## Task description
Within the entries below, every line containing "ConfigRead" is to be copied.

Excerpts from a dataset:
* * *

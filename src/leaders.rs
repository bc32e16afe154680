// src/leaders.rs

use crate::error::Result;
use crate::table::Table;
use tracing::{debug, info, instrument};

/// Columns pulled from the source table, in output order.
pub const SOURCE_COLUMNS: [&str; 3] = ["Year", "Winner(s)", "HR"];

/// Names written to the CSV header.
pub const OUTPUT_COLUMNS: [&str; 3] = ["yearID", "player", "HR"];

/// One award-leader record: a year, its leader(s), and their home run count.
#[derive(Debug, Clone, PartialEq)]
pub struct RecordRow {
    /// Digits only.
    pub year_id: String,
    /// Possibly several names, as they appear in the source cell.
    pub player: String,
    /// `None` when the source cell didn't parse as a number.
    pub hr: Option<f64>,
}

/// Cleaned records plus what the cleaning did to get there.
#[derive(Debug, Clone, Default, PartialEq)]
pub struct LeaderTable {
    pub rows: Vec<RecordRow>,
    /// Rows removed because the year wasn't a digit string.
    pub dropped: usize,
    /// Rows kept with a missing HR.
    pub hr_missing: usize,
}

/// Project → rename → filter years → coerce HR.
pub fn extract_leaders(table: &Table) -> Result<LeaderTable> {
    let projected = project_and_rename(table)?;
    let (filtered, dropped) = filter_valid_years(projected);
    let mut leaders = coerce_numeric(filtered);
    leaders.dropped = dropped;
    Ok(leaders)
}

/// Keeps `Year`, `Winner(s)`, `HR` and renames them to `yearID`, `player`, `HR`.
pub fn project_and_rename(table: &Table) -> Result<Table> {
    Ok(table.project(&SOURCE_COLUMNS)?.rename(&OUTPUT_COLUMNS))
}

/// Drops every row whose `yearID` isn't made of ASCII digits only.
/// Returns the kept rows and the number dropped.
#[instrument(level = "debug", skip_all, fields(rows = table.num_rows()))]
pub fn filter_valid_years(mut table: Table) -> (Table, usize) {
    let before = table.rows.len();
    table.rows.retain(|row| {
        let year = row.first().map(String::as_str).unwrap_or_default();
        let keep = is_year(year);
        if !keep {
            debug!(year, "dropping row");
        }
        keep
    });
    let dropped = before - table.rows.len();
    info!(kept = table.rows.len(), dropped, "filtered rows on yearID");
    (table, dropped)
}

pub fn is_year(s: &str) -> bool {
    !s.is_empty() && s.bytes().all(|b| b.is_ascii_digit())
}

/// Turns `(yearID, player, HR)` rows into records, parsing HR.
/// Unparseable HR becomes `None`; no row is dropped.
pub fn coerce_numeric(table: Table) -> LeaderTable {
    let mut hr_missing = 0;
    let rows: Vec<RecordRow> = table
        .rows
        .into_iter()
        .map(|row| {
            let mut cells = row.into_iter();
            let year_id = cells.next().unwrap_or_default();
            let player = cells.next().unwrap_or_default();
            let raw_hr = cells.next().unwrap_or_default();
            let hr = parse_number(&raw_hr);
            if hr.is_none() {
                debug!(year = %year_id, value = %raw_hr, "HR is not numeric");
                hr_missing += 1;
            }
            RecordRow {
                year_id,
                player,
                hr,
            }
        })
        .collect();
    if hr_missing > 0 {
        info!(hr_missing, "coerced non-numeric HR values to missing");
    }
    LeaderTable {
        rows,
        dropped: 0,
        hr_missing,
    }
}

/// Parses a number, treating NaN the same as garbage.
pub fn parse_number(s: &str) -> Option<f64> {
    s.trim().parse::<f64>().ok().filter(|v| !v.is_nan())
}
// src/config.rs

use crate::error::{ExtractError, Result};
use clap::Parser;
use reqwest::Client;
use serde::Deserialize;
use std::{
    fs,
    path::{Path, PathBuf},
    time::Duration,
};
use tracing::debug;
use url::Url;

/// Page holding the annual home run leader tables.
pub const DEFAULT_URL: &str =
    "https://en.wikipedia.org/wiki/List_of_Major_League_Baseball_annual_home_run_leaders";

/// Second table on the page: the one with Year / Winner(s) / HR.
pub const DEFAULT_TABLE_INDEX: usize = 1;

pub const DEFAULT_OUTPUT: &str = "top_hr_leaders_wiki.csv";

pub const DEFAULT_USER_AGENT: &str = concat!(env!("CARGO_PKG_NAME"), "/", env!("CARGO_PKG_VERSION"));

#[derive(Parser, Debug, Default)]
#[command(
    author,
    version,
    about = "Scrape the MLB annual home run leaders table into a CSV file"
)]
pub struct Args {
    /// Page to fetch.
    #[arg(long)]
    pub url: Option<String>,

    /// Zero-based position of the table among all tables on the page.
    #[arg(long)]
    pub table_index: Option<usize>,

    /// CSV file to write (overwritten).
    #[arg(short, long)]
    pub output: Option<PathBuf>,

    /// Request timeout in seconds. No timeout when unset.
    #[arg(long)]
    pub timeout_secs: Option<u64>,

    #[arg(long)]
    pub user_agent: Option<String>,

    /// YAML file with any of the options above.
    #[arg(short, long)]
    pub config: Option<PathBuf>,
}

/// Options as read from a YAML config file. Every field is optional.
#[derive(Debug, Clone, Default, Deserialize)]
#[serde(default, deny_unknown_fields)]
pub struct FileConfig {
    pub url: Option<String>,
    pub table_index: Option<usize>,
    pub output: Option<PathBuf>,
    pub timeout_secs: Option<u64>,
    pub user_agent: Option<String>,
}

impl FileConfig {
    pub fn load(path: impl AsRef<Path>) -> Result<Self> {
        let path = path.as_ref();
        let text = fs::read_to_string(path).map_err(|source| ExtractError::ConfigRead {
            path: path.to_path_buf(),
            source,
        })?;
        Self::from_yaml(&text).map_err(|source| ExtractError::ConfigParse {
            path: path.to_path_buf(),
            source,
        })
    }

    pub fn from_yaml(text: &str) -> Result<Self, serde_yaml::Error> {
        // an empty file deserializes to `null`
        if text.trim().is_empty() {
            return Ok(Self::default());
        }
        serde_yaml::from_str(text)
    }
}

/// Resolved run configuration: CLI flags, then config file, then defaults.
#[derive(Debug, Clone)]
pub struct Config {
    pub url: Url,
    pub table_index: usize,
    pub output: PathBuf,
    pub timeout: Option<Duration>,
    pub user_agent: String,
}

impl Default for Config {
    fn default() -> Self {
        Self {
            url: Url::parse(DEFAULT_URL).expect("default URL should parse"),
            table_index: DEFAULT_TABLE_INDEX,
            output: PathBuf::from(DEFAULT_OUTPUT),
            timeout: None,
            user_agent: DEFAULT_USER_AGENT.to_string(),
        }
    }
}

impl Config {
    pub fn from_args(args: &Args) -> Result<Self> {
        let file = match &args.config {
            Some(path) => {
                debug!(path = %path.display(), "loading config file");
                FileConfig::load(path)?
            }
            None => FileConfig::default(),
        };
        Self::resolve(args, file)
    }

    pub fn resolve(args: &Args, file: FileConfig) -> Result<Self> {
        let url_text = args
            .url
            .clone()
            .or(file.url)
            .unwrap_or_else(|| DEFAULT_URL.to_string());
        let url = Url::parse(&url_text).map_err(|source| ExtractError::InvalidUrl {
            url: url_text.clone(),
            source,
        })?;

        Ok(Self {
            url,
            table_index: args
                .table_index
                .or(file.table_index)
                .unwrap_or(DEFAULT_TABLE_INDEX),
            output: args
                .output
                .clone()
                .or(file.output)
                .unwrap_or_else(|| PathBuf::from(DEFAULT_OUTPUT)),
            timeout: args
                .timeout_secs
                .or(file.timeout_secs)
                .map(Duration::from_secs),
            user_agent: args
                .user_agent
                .clone()
                .or(file.user_agent)
                .unwrap_or_else(|| DEFAULT_USER_AGENT.to_string()),
        })
    }

    /// HTTP client carrying the configured user agent and timeout.
    pub fn client(&self) -> Result<Client> {
        let mut builder = Client::builder().user_agent(self.user_agent.as_str());
        if let Some(timeout) = self.timeout {
            builder = builder.timeout(timeout);
        }
        builder.build().map_err(ExtractError::Client)
    }
}
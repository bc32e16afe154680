// src/table/parse.rs

use super::text::{cell_text, is_hidden};
use super::Table;
use once_cell::sync::Lazy;
use scraper::{ElementRef, Html, Selector};
use std::collections::HashMap;
use tracing::debug;

static TABLE: Lazy<Selector> =
    Lazy::new(|| Selector::parse("table").expect("table selector should parse"));

/// Upper bound on `rowspan` / `colspan`, so a bogus attribute can't blow up the grid.
const MAX_SPAN: usize = 1000;

#[derive(Debug, Clone)]
struct RawCell {
    text: String,
    header: bool,
    colspan: usize,
    rowspan: usize,
}

/// Parses every `<table>` in the document, in document order.
///
/// Nested tables appear as their own entries after their parent.
/// Tables hidden with `display: none`, and tables without any text, are skipped.
pub fn parse_tables(html: &str) -> Vec<Table> {
    let document = Html::parse_document(html);
    let tables: Vec<Table> = document
        .select(&TABLE)
        .filter(|t| !is_hidden(t.value()))
        .filter(|t| t.text().any(|s| !s.trim().is_empty()))
        .map(parse_table)
        .collect();
    debug!(count = tables.len(), "parsed tables");
    tables
}

fn parse_table(table: ElementRef<'_>) -> Table {
    let mut head = Vec::new();
    let mut body = Vec::new();
    let mut foot = Vec::new();

    for section in child_elements(table) {
        match section.value().name() {
            "thead" => head.extend(rows_of(section)),
            "tbody" => body.extend(rows_of(section)),
            "tfoot" => foot.extend(rows_of(section)),
            "tr" if !is_hidden(section.value()) => body.push(raw_row(section)),
            _ => {}
        }
    }

    // Without a <thead>, leading all-<th> rows are the header.
    if head.is_empty() {
        let n = body
            .iter()
            .take_while(|row: &&Vec<RawCell>| row.iter().all(|c| c.header))
            .count();
        head = body.drain(..n).collect();
    }

    let head = expand_spans(head);
    let mut rows = expand_spans(body);
    rows.extend(expand_spans(foot));

    let width = head
        .iter()
        .chain(rows.iter())
        .map(Vec::len)
        .max()
        .unwrap_or(0);
    Table::new(column_labels(&head, width), rows)
}

fn child_elements<'a>(elem: ElementRef<'a>) -> impl Iterator<Item = ElementRef<'a>> {
    elem.children().filter_map(ElementRef::wrap)
}

fn rows_of(section: ElementRef<'_>) -> Vec<Vec<RawCell>> {
    child_elements(section)
        .filter(|e| e.value().name() == "tr" && !is_hidden(e.value()))
        .map(raw_row)
        .collect()
}

fn raw_row(tr: ElementRef<'_>) -> Vec<RawCell> {
    child_elements(tr)
        .filter(|e| matches!(e.value().name(), "td" | "th") && !is_hidden(e.value()))
        .map(|cell| RawCell {
            header: cell.value().name() == "th",
            colspan: span(cell, "colspan"),
            rowspan: span(cell, "rowspan"),
            text: cell_text(cell),
        })
        .collect()
}

fn span(cell: ElementRef<'_>, attr: &str) -> usize {
    cell.value()
        .attr(attr)
        .and_then(|v| v.trim().parse::<usize>().ok())
        .filter(|&n| n > 0)
        .map_or(1, |n| n.min(MAX_SPAN))
}

/// Lays rows out on a grid, copying each spanning cell into every slot it covers.
fn expand_spans(rows: Vec<Vec<RawCell>>) -> Vec<Vec<String>> {
    // per column: text still owed to the rows below, and how many rows
    let mut pending: Vec<Option<(String, usize)>> = Vec::new();
    let mut out = Vec::with_capacity(rows.len());

    for row in rows {
        let mut texts = Vec::with_capacity(row.len());
        let mut cells = row.into_iter();
        let mut col = 0;

        loop {
            if let Some(text) = take_pending(&mut pending, col) {
                texts.push(text);
                col += 1;
                continue;
            }
            let Some(cell) = cells.next() else { break };
            for _ in 0..cell.colspan {
                // the new cell takes over any span still owed to this slot
                let owed = (cell.rowspan > 1).then(|| (cell.text.clone(), cell.rowspan - 1));
                if owed.is_some() && pending.len() <= col {
                    pending.resize(col + 1, None);
                }
                if let Some(slot) = pending.get_mut(col) {
                    *slot = owed;
                }
                texts.push(cell.text.clone());
                col += 1;
            }
        }

        // spans from above that sit right of this row's last cell
        if let Some(last) = pending.iter().rposition(Option::is_some) {
            while col <= last {
                texts.push(take_pending(&mut pending, col).unwrap_or_default());
                col += 1;
            }
        }

        out.push(texts);
    }
    out
}

fn take_pending(pending: &mut [Option<(String, usize)>], col: usize) -> Option<String> {
    let slot = pending.get_mut(col)?;
    let (text, left) = slot.take()?;
    if left > 1 {
        *slot = Some((text.clone(), left - 1));
    }
    Some(text)
}

/// One label per column. Stacked header rows are merged top to bottom,
/// skipping blanks and repeats; duplicates get `.1`, `.2`, ... suffixes.
fn column_labels(head: &[Vec<String>], width: usize) -> Vec<String> {
    let labels = (0..width)
        .map(|col| {
            if head.is_empty() {
                return col.to_string();
            }
            let mut parts: Vec<&str> = Vec::new();
            for row in head {
                if let Some(text) = row.get(col).filter(|t| !t.is_empty()) {
                    if parts.last() != Some(&text.as_str()) {
                        parts.push(text.as_str());
                    }
                }
            }
            if parts.is_empty() {
                format!("Unnamed: {col}")
            } else {
                parts.join(" ")
            }
        })
        .collect();
    dedupe_labels(labels)
}

fn dedupe_labels(labels: Vec<String>) -> Vec<String> {
    let mut seen: HashMap<String, usize> = HashMap::new();
    labels
        .into_iter()
        .map(|label| {
            let count = seen.entry(label.clone()).or_insert(0);
            let out = if *count == 0 {
                label
            } else {
                format!("{label}.{count}")
            };
            *count += 1;
            out
        })
        .collect()
}
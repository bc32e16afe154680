// src/error.rs

use std::{io, path::PathBuf};
use thiserror::Error;

pub type Result<T, E = ExtractError> = std::result::Result<T, E>;

/// Everything that can abort an extraction run.
///
/// Unparseable HR values are not errors; they become missing values.
#[derive(Debug, Error)]
pub enum ExtractError {
    #[error("fetching {url}")]
    Fetch {
        url: String,
        #[source]
        source: reqwest::Error,
    },

    #[error("no tables found at {url}")]
    NoTables { url: String },

    #[error("table index {index} out of range: page has {found} table(s)")]
    TableIndex { index: usize, found: usize },

    #[error("selected table is missing column(s) {missing:?}; available columns: {available:?}")]
    MissingColumns {
        missing: Vec<String>,
        available: Vec<String>,
    },

    #[error("invalid URL {url:?}")]
    InvalidUrl {
        url: String,
        #[source]
        source: url::ParseError,
    },

    #[error("reading config {}", .path.display())]
    ConfigRead {
        path: PathBuf,
        #[source]
        source: io::Error,
    },

    #[error("parsing config {}", .path.display())]
    ConfigParse {
        path: PathBuf,
        #[source]
        source: serde_yaml::Error,
    },

    #[error("building HTTP client")]
    Client(#[source] reqwest::Error),

    #[error("writing {}", .path.display())]
    Write {
        path: PathBuf,
        #[source]
        source: io::Error,
    },
}
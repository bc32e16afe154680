// src/fetch.rs

use crate::error::{ExtractError, Result};
use crate::table::{self, Table};
use reqwest::Client;
use tracing::{info, instrument};
use url::Url;

/// GETs `url` and returns the body. Non-2xx responses are errors.
pub async fn fetch_html(client: &Client, url: &Url) -> Result<String> {
    let fetch_err = |source: reqwest::Error| ExtractError::Fetch {
        url: url.to_string(),
        source,
    };

    client
        .get(url.clone())
        .send()
        .await
        .map_err(fetch_err)?
        .error_for_status()
        .map_err(fetch_err)?
        .text()
        .await
        .map_err(fetch_err)
}

/// Fetches `url` and parses every table on the page, in document order.
///
/// A page without any `<table>` is an error.
#[instrument(level = "info", skip_all, fields(url = %url))]
pub async fn fetch_tables(client: &Client, url: &Url) -> Result<Vec<Table>> {
    let html = fetch_html(client, url).await?;
    info!(bytes = html.len(), "fetched page");

    let tables = table::parse_tables(&html);
    if tables.is_empty() {
        return Err(ExtractError::NoTables {
            url: url.to_string(),
        });
    }
    info!(count = tables.len(), "parsed tables");
    Ok(tables)
}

* * *

## Answer box
        let text = fs::read_to_string(path).map_err(|source| ExtractError::ConfigRead {
    ConfigRead {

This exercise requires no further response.